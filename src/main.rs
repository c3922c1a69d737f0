//! PROFITSWITCH: per-algorithm most-profitable-coin selector.
//!
//! Entry point. Loads configuration, initialises structured logging,
//! builds the coin registry and the exchange/daemon/control clients, and
//! runs one pass per interval until Ctrl+C.

use anyhow::Result;
use std::sync::Arc;
use tracing::info;

use profitswitch::config::{self, AppConfig};
use profitswitch::control::TcpControlClient;
use profitswitch::daemon::RpcDaemonClient;
use profitswitch::dashboard::{self, routes::StatusBoard};
use profitswitch::engine::aggregator::{AggregatorSettings, MarketAggregator};
use profitswitch::engine::metrics::NetworkMetricsCollector;
use profitswitch::engine::scheduler::{Pipeline, Scheduler};
use profitswitch::exchanges;
use profitswitch::registry::CoinRegistry;
use profitswitch::types::CoinStatus;

const DEFAULT_CONFIG_PATH: &str = "config.toml";

const BANNER: &str = r#"
 ___          __ _ _   ___        _ _      _
| _ \_ _ ___ / _(_) |_/ __|_ __ _(_) |_ __| |_
|  _/ '_/ _ \  _| |  _\__ \ V  V / |  _/ _| ' \
|_| |_| \___/_| |_|\__|___/\_/\_/|_|\__\__|_||_|

  Per-algorithm most-profitable-coin selector
"#;

#[tokio::main]
async fn main() -> Result<()> {
    // Load .env file if present (non-fatal if missing)
    let _ = dotenv::dotenv();

    let config_path =
        std::env::var("PROFITSWITCH_CONFIG").unwrap_or_else(|_| DEFAULT_CONFIG_PATH.to_string());
    let cfg = config::AppConfig::load(&config_path)?;

    init_logging();

    println!("{BANNER}");
    info!(
        config = %config_path,
        interval_secs = cfg.switch.interval_secs,
        depth = cfg.switch.depth,
        coins = cfg.coins.len(),
        "PROFITSWITCH starting up"
    );

    // -- Coin registry ---------------------------------------------------

    let registry = CoinRegistry::new(
        cfg.coins
            .iter()
            .map(|c| CoinStatus::new(&c.name, &c.symbol, &c.algorithm)),
    );
    if registry.is_empty() {
        info!("No alternative coins to switch to");
        return Ok(());
    }
    for group in registry.groups() {
        let symbols: Vec<&str> = group.coins().iter().map(|c| c.symbol()).collect();
        info!(algorithm = %group.algorithm(), coins = ?symbols, "Switching group");
    }

    // -- Clients ---------------------------------------------------------

    let timeout = cfg.switch.request_timeout();
    let sources = exchanges::build_sources(&cfg.exchanges, timeout)?;
    if sources.is_empty() {
        info!("No exchanges enabled, no directives will be sent");
    }

    let daemons = RpcDaemonClient::from_config(&cfg.coins, timeout)?;
    let sink = TcpControlClient::new(&cfg.control.host, cfg.control.port, timeout);
    info!(endpoint = %sink.endpoint(), "Switch directives go to the coordinator control port");

    // -- Engine ----------------------------------------------------------

    let pipeline = Pipeline::new(
        registry,
        sources,
        daemons,
        Box::new(sink),
        MarketAggregator::new(aggregator_settings(&cfg)),
        NetworkMetricsCollector::new(
            &cfg.reference_units,
            &cfg.reward_overrides,
            timeout,
            cfg.switch.max_concurrent_requests,
        )?,
    );
    let mut scheduler = Scheduler::new(pipeline, cfg.switch.interval());

    if cfg.dashboard.enabled {
        let board = Arc::new(StatusBoard::new());
        dashboard::spawn_dashboard(board.clone(), cfg.dashboard.port);
        scheduler = scheduler.with_status_board(board);
    }

    // -- Main loop -------------------------------------------------------

    scheduler.run_until(tokio::signal::ctrl_c()).await;

    info!(
        passes = scheduler.pipeline().registry().current_pass(),
        "PROFITSWITCH shut down cleanly."
    );

    Ok(())
}

fn aggregator_settings(cfg: &AppConfig) -> AggregatorSettings {
    AggregatorSettings {
        depth_factor: cfg.switch.depth,
        request_timeout: cfg.switch.request_timeout(),
        max_concurrent_requests: cfg.switch.max_concurrent_requests,
    }
}

/// Initialise the `tracing` subscriber.
fn init_logging() {
    use tracing_subscriber::{fmt, EnvFilter};

    let env_filter = EnvFilter::try_from_default_env()
        .unwrap_or_else(|_| EnvFilter::new("profitswitch=info"));

    let json_logging = std::env::var("PROFITSWITCH_LOG_JSON").is_ok();

    if json_logging {
        fmt()
            .json()
            .with_env_filter(env_filter)
            .with_target(true)
            .with_thread_ids(true)
            .init();
    } else {
        fmt()
            .with_env_filter(env_filter)
            .with_target(true)
            .init();
    }
}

### ASSIGNED TASK
Copy out the lines of the records above in which the string "self" appears.

### ANSWER SPACE
use profitswitch::config::{self, AppConfig};
use profitswitch::dashboard::{self, routes::StatusBoard};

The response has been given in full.